The website is an automated regulatory reference platform with no staff, teams, or offices.

The listings compiled on this site cover technology service providers operating across the United States, organized by service category, delivery model, and functional domain. Each entry reflects publicly verifiable business information drawn from government registries, industry licensing bodies, and standards-recognized classification frameworks. Understanding how these listings are structured — and how to use them alongside complementary reference material — reduces the time required to identify providers that match specific technical, regulatory, or operational requirements.


How to use listings alongside other resources

Directory listings function most effectively when consulted alongside explanatory reference content rather than in isolation. A provider entry supplies identifying details, service scope, and geographic reach, but it does not supply the analytical context needed to evaluate whether a given service type fits a particular compliance posture or procurement standard.

For that analytical layer, the Technology Services Topic Context page explains the regulatory and standards environment in which technology service providers operate, including frameworks published by the National Institute of Standards and Technology (NIST) and classification structures maintained by the North American Industry Classification System (NAICS). NAICS Sector 54 (Professional, Scientific, and Technical Services) and Sector 51 (Information) together cover the dominant categories represented in these listings.

Before querying individual entries, the How to Use This Technology Services Resource page outlines filtering logic, field definitions, and the distinction between verified and self-reported data points. Cross-referencing those explanations against listing fields prevents misreads — for example, confusing a managed service provider (MSP) that resells cloud infrastructure with a cloud-native platform vendor that operates its own infrastructure stack.


How listings are organized

Listings follow a four-tier classification structure:

  1. Primary service domain — The broadest category, aligned to NAICS codes. Examples include IT consulting (NAICS 541512), custom software development (NAICS 541511), data processing and hosting (NAICS 518210), and cybersecurity services (NAICS 541519).
  2. Delivery model — On-premises, cloud-hosted, hybrid, or managed service. This distinction affects procurement timelines, compliance scope under frameworks such as NIST SP 800-53, and contractual liability boundaries.
  3. Customer segment — Enterprise (500+ employees), mid-market (50–499 employees), and small business (fewer than 50 employees), using the Small Business Administration size standards as the reference threshold.
  4. Regulatory alignment — Whether the provider holds documented alignment with a named framework, such as FedRAMP authorization, SOC 2 Type II attestation, HIPAA Business Associate Agreement eligibility, or PCI DSS Level 1 certification.

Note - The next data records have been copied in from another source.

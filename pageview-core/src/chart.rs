//! Bố cục SVG cho biểu đồ cột pageview.
//!
//! Hệ toạ độ SVG: gốc ở góc trên bên trái, trục y hướng xuống.

use serde::{Deserialize, Serialize};

use crate::PageviewError;

/// Một điểm dữ liệu đầu vào (nhãn khoảng thời gian + số lượt xem).
#[derive(Debug, Clone, Serialize, Deserialize, PartialEq, Eq)]
pub struct BarInput {
    pub label: String,
    pub value: u64,
}

impl BarInput {
    pub fn new(label: impl Into<String>, value: u64) -> Self {
        Self {
            label: label.into(),
            value,
        }
    }
}

/// Kích thước khung biểu đồ.
#[derive(Debug, Clone, Copy, Serialize, Deserialize, PartialEq)]
pub struct ChartDimensions {
    pub width: f64,
    pub height: f64,
    pub top_offset: f64,
    pub left_offset: f64,
}

impl Default for ChartDimensions {
    fn default() -> Self {
        Self {
            width: 900.0,
            height: 200.0,
            top_offset: 20.0,
            left_offset: 0.0,
        }
    }
}

impl ChartDimensions {
    fn validate(&self) -> Result<(), PageviewError> {
        let all_finite = [self.width, self.height, self.top_offset, self.left_offset]
            .iter()
            .all(|value| value.is_finite());
        if !all_finite {
            return Err(PageviewError::InvalidDimensions(
                "giá trị phải hữu hạn".to_string(),
            ));
        }
        if self.width <= 0.0 || self.height <= 0.0 {
            return Err(PageviewError::InvalidDimensions(format!(
                "{}x{} phải dương",
                self.width, self.height
            )));
        }
        if self.top_offset < 0.0 || self.top_offset >= self.height {
            return Err(PageviewError::InvalidDimensions(format!(
                "top_offset {} nằm ngoài chiều cao {}",
                self.top_offset, self.height
            )));
        }
        if self.left_offset < 0.0 || self.left_offset >= self.width {
            return Err(PageviewError::InvalidDimensions(format!(
                "left_offset {} nằm ngoài chiều rộng {}",
                self.left_offset, self.width
            )));
        }
        Ok(())
    }
}

/// Một cột đã tính toạ độ, mang theo nhãn và giá trị cho tooltip.
#[derive(Debug, Clone, Serialize, Deserialize, PartialEq)]
pub struct ChartBar {
    pub x: f64,
    pub y: f64,
    pub width: f64,
    pub height: f64,
    pub max_height: f64,
    pub top_offset: f64,
    pub value: u64,
    pub label: String,
}

#[derive(Debug, Clone, Serialize, Deserialize, PartialEq)]
pub struct BarChart {
    pub width: f64,
    pub height: f64,
    pub bars: Vec<ChartBar>,
}

impl BarChart {
    pub fn total(&self) -> u64 {
        self.bars.iter().map(|bar| bar.value).sum()
    }
}

/// Tính toạ độ cho từng cột.
///
/// Mỗi cột chiếm một nửa ô của nó, nửa còn lại chia đều làm khoảng trống hai bên.
pub fn layout_bar_chart(
    input: &[BarInput],
    dimensions: &ChartDimensions,
) -> Result<BarChart, PageviewError> {
    dimensions.validate()?;

    let mut chart = BarChart {
        width: dimensions.width,
        height: dimensions.height,
        bars: Vec::with_capacity(input.len()),
    };
    if input.is_empty() {
        return Ok(chart);
    }

    let available_height = dimensions.height - dimensions.top_offset;
    let slot_width = (dimensions.width - dimensions.left_offset) / input.len() as f64;
    let bar_width = slot_width / 2.0;
    let gutter = bar_width;

    let max_value = input.iter().map(|point| point.value).max().unwrap_or(0);
    let scale = if max_value == 0 {
        0.0
    } else {
        available_height / max_value as f64
    };

    for (index, point) in input.iter().enumerate() {
        let scaled = point.value as f64 * scale;
        chart.bars.push(ChartBar {
            x: dimensions.left_offset + index as f64 * slot_width + gutter / 2.0,
            y: dimensions.top_offset + available_height - scaled,
            width: bar_width,
            height: dimensions.top_offset + scaled,
            max_height: dimensions.top_offset + available_height,
            top_offset: dimensions.top_offset,
            value: point.value,
            label: point.label.clone(),
        });
    }

    Ok(chart)
}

This four-tier structure differs from flat alphabetical directories. A flat list treats a boutique cybersecurity consultancy and a hyperscale cloud provider as peers; the four-tier model surfaces structural differences before a reader reaches the individual entry.

The Technology Services Directory Purpose and Scope page details the editorial criteria applied during listing review, including why certain provider categories are excluded and how the boundary between a technology product vendor and a technology service provider is drawn for inclusion purposes.


What each listing covers

Each listing contains a standardized set of fields. Not every field applies to every provider type, but the core fields are consistent across all entries:

Listings do not include pricing, performance ratings, client testimonials, or editorial scoring. Those data types introduce subjective variance that conflicts with the reference-grade function of a structured directory. The distinction matters: a procurement officer using this resource to build a vendor shortlist needs comparable factual fields, not ranked recommendations.


Geographic distribution

Technology service providers in these listings operate across all 50 states, with density concentrated in five metropolitan clusters that the Bureau of Labor Statistics Occupational Employment and Wage Statistics (OEWS) program identifies as the highest-employment technology service markets: the San Francisco Bay Area (California), the New York–Newark metropolitan division (New York/New Jersey), the Seattle–Bellevue–Tacoma area (Washington), the Washington–Arlington–Alexandria corridor (DC/Virginia/Maryland), and the Dallas–Fort Worth–Arlington area (Texas).

Listings include providers headquartered outside these clusters, including regional managed service providers serving rural healthcare systems, state and local government agencies, and agricultural operations. The Federal Communications Commission's E-Rate program and USDA ReConnect grant recipients surface as a secondary source for identifying technology service providers active in underserved geographic markets.

Filtering by geography uses the 50-state structure, the four U.S. Census Bureau regional divisions (Northeast, Midwest, South, West), and, where providers specify service boundaries, individual metropolitan statistical areas (MSAs) as defined in the Office of Management and Budget's 2023 delineation update.

National scope rather than attributed to a state of incorporation, since physical primary location location does not constrain their service geography. This distinction follows the framework outlined in the Technology Services Listings classification guide and prevents geographic filters from excluding providers solely because their operational footprint is distributed.